_INSTRUCTIONS TO FOLLOW:_ From the first line of the data through the line containing "let cli = Cli::parse();", return each line exactly.

_DATA SHOWN:_

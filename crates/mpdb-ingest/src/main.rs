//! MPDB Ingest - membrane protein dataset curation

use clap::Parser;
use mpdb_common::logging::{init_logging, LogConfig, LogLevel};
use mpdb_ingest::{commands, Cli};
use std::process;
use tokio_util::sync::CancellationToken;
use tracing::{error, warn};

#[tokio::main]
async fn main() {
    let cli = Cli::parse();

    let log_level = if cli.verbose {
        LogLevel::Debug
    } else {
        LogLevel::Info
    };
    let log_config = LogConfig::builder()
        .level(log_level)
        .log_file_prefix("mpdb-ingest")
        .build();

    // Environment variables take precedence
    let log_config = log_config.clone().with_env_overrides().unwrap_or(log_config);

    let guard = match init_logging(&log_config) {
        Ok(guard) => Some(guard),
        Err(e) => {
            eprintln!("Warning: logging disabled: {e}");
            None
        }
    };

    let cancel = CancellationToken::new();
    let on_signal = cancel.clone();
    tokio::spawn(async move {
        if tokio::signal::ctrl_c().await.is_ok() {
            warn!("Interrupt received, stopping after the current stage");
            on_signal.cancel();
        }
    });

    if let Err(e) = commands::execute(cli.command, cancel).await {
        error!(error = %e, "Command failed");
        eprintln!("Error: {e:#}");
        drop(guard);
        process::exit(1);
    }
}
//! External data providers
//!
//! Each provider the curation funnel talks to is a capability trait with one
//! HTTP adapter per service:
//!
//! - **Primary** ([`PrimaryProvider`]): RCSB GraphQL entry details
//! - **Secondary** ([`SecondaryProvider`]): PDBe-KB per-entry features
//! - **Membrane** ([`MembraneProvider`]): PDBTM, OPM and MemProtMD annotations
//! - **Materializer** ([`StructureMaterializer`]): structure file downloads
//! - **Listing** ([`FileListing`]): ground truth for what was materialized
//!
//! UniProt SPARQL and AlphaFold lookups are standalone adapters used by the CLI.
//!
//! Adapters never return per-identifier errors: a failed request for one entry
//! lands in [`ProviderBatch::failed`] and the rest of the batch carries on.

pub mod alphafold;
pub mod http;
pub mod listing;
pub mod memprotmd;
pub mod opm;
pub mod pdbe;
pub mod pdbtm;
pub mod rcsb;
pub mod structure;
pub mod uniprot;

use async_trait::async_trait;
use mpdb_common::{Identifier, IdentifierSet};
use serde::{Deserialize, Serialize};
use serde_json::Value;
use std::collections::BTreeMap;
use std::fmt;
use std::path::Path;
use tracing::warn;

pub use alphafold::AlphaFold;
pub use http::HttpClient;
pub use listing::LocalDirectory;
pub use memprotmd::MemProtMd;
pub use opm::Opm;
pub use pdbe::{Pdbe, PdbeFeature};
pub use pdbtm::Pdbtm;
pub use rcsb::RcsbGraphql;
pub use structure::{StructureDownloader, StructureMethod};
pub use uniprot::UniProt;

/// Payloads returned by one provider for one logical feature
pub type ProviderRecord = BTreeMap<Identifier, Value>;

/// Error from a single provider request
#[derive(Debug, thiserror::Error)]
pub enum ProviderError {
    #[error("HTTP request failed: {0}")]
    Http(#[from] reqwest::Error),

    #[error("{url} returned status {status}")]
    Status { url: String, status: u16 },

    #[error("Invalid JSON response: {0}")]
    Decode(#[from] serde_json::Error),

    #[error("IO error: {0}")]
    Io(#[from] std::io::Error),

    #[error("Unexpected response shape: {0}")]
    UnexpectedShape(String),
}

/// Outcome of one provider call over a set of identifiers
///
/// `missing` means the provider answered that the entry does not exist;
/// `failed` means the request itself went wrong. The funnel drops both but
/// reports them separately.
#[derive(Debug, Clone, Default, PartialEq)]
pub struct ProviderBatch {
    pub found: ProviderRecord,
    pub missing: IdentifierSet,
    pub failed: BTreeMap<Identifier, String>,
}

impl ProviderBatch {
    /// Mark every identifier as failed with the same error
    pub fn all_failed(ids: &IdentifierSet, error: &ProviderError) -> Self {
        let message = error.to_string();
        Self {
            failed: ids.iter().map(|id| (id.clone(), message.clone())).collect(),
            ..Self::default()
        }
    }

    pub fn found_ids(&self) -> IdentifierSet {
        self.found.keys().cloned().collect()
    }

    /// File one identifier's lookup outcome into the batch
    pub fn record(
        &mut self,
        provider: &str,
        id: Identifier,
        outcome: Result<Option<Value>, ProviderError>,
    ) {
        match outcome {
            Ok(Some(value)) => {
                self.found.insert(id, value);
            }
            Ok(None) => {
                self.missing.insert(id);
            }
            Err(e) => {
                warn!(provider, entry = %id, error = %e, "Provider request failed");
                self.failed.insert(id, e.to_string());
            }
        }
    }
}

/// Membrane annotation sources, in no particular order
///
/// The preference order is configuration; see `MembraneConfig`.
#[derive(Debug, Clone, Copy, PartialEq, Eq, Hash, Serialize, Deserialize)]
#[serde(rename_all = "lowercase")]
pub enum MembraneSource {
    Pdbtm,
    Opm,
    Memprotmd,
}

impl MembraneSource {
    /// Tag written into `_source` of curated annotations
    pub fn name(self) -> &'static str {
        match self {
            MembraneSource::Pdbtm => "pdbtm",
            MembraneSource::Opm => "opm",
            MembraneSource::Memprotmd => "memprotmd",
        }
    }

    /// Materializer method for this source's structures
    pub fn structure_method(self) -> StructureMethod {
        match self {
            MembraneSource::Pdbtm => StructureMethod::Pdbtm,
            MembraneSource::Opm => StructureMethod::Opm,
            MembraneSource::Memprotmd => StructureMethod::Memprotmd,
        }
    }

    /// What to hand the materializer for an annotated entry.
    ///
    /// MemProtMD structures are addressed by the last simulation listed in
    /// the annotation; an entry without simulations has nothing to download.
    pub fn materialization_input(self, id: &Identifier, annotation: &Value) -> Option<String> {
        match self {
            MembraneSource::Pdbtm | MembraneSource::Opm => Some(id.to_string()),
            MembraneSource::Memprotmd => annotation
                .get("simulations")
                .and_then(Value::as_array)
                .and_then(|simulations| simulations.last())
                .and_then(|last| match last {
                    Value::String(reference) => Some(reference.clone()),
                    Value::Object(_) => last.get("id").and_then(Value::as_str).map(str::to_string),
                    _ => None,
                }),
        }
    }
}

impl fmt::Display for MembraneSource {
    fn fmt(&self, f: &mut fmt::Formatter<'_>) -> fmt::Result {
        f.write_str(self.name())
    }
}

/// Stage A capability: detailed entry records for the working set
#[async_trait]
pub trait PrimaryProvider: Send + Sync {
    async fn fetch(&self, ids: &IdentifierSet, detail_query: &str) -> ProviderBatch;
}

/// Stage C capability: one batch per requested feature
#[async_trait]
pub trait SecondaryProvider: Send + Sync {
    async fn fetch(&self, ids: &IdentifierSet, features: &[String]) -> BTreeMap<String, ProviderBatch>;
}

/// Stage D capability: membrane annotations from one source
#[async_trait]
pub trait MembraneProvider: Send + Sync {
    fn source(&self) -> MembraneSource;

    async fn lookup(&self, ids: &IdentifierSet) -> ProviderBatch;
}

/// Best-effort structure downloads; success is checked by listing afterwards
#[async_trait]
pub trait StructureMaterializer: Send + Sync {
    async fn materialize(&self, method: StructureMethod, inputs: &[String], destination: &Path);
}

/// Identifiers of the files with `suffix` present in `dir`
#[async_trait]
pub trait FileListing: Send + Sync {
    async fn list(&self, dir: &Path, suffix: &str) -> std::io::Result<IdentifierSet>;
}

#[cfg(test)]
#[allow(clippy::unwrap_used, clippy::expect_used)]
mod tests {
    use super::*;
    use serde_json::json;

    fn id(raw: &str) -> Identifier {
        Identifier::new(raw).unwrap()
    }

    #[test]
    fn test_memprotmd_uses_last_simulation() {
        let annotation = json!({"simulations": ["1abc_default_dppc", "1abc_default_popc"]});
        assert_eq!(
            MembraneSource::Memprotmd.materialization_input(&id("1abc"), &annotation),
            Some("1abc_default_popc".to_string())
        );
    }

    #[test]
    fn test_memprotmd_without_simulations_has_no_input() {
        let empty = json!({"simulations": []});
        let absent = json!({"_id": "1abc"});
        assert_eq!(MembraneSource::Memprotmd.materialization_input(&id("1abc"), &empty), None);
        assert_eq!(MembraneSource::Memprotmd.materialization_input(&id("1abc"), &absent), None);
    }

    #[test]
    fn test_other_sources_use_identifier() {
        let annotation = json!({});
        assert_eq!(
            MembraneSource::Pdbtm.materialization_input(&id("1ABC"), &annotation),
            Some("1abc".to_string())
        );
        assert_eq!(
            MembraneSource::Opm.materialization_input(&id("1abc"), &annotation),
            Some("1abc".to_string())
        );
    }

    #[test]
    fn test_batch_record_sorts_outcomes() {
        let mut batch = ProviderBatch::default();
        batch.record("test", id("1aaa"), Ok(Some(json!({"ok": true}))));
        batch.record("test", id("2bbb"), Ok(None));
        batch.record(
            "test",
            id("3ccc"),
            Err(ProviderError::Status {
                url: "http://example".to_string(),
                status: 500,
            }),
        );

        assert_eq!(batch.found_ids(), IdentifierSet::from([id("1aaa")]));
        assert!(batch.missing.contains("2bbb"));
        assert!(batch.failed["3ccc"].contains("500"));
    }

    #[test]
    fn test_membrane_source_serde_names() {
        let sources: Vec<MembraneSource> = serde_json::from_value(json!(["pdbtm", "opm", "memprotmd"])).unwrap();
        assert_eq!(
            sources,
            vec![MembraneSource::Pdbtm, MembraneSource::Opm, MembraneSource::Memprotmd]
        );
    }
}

_ANSWER SECTION:_
filename crates/mpdb-ingest/src/main.rs
//! MPDB Ingest - membrane protein dataset curation

use clap::Parser;
use mpdb_common::logging::{init_logging, LogConfig, LogLevel};
use mpdb_ingest::{commands, Cli};
use std::process;
use tokio_util::sync::CancellationToken;
use tracing::{error, warn};

#[tokio::main]
async fn main() {
    let cli = Cli::parse();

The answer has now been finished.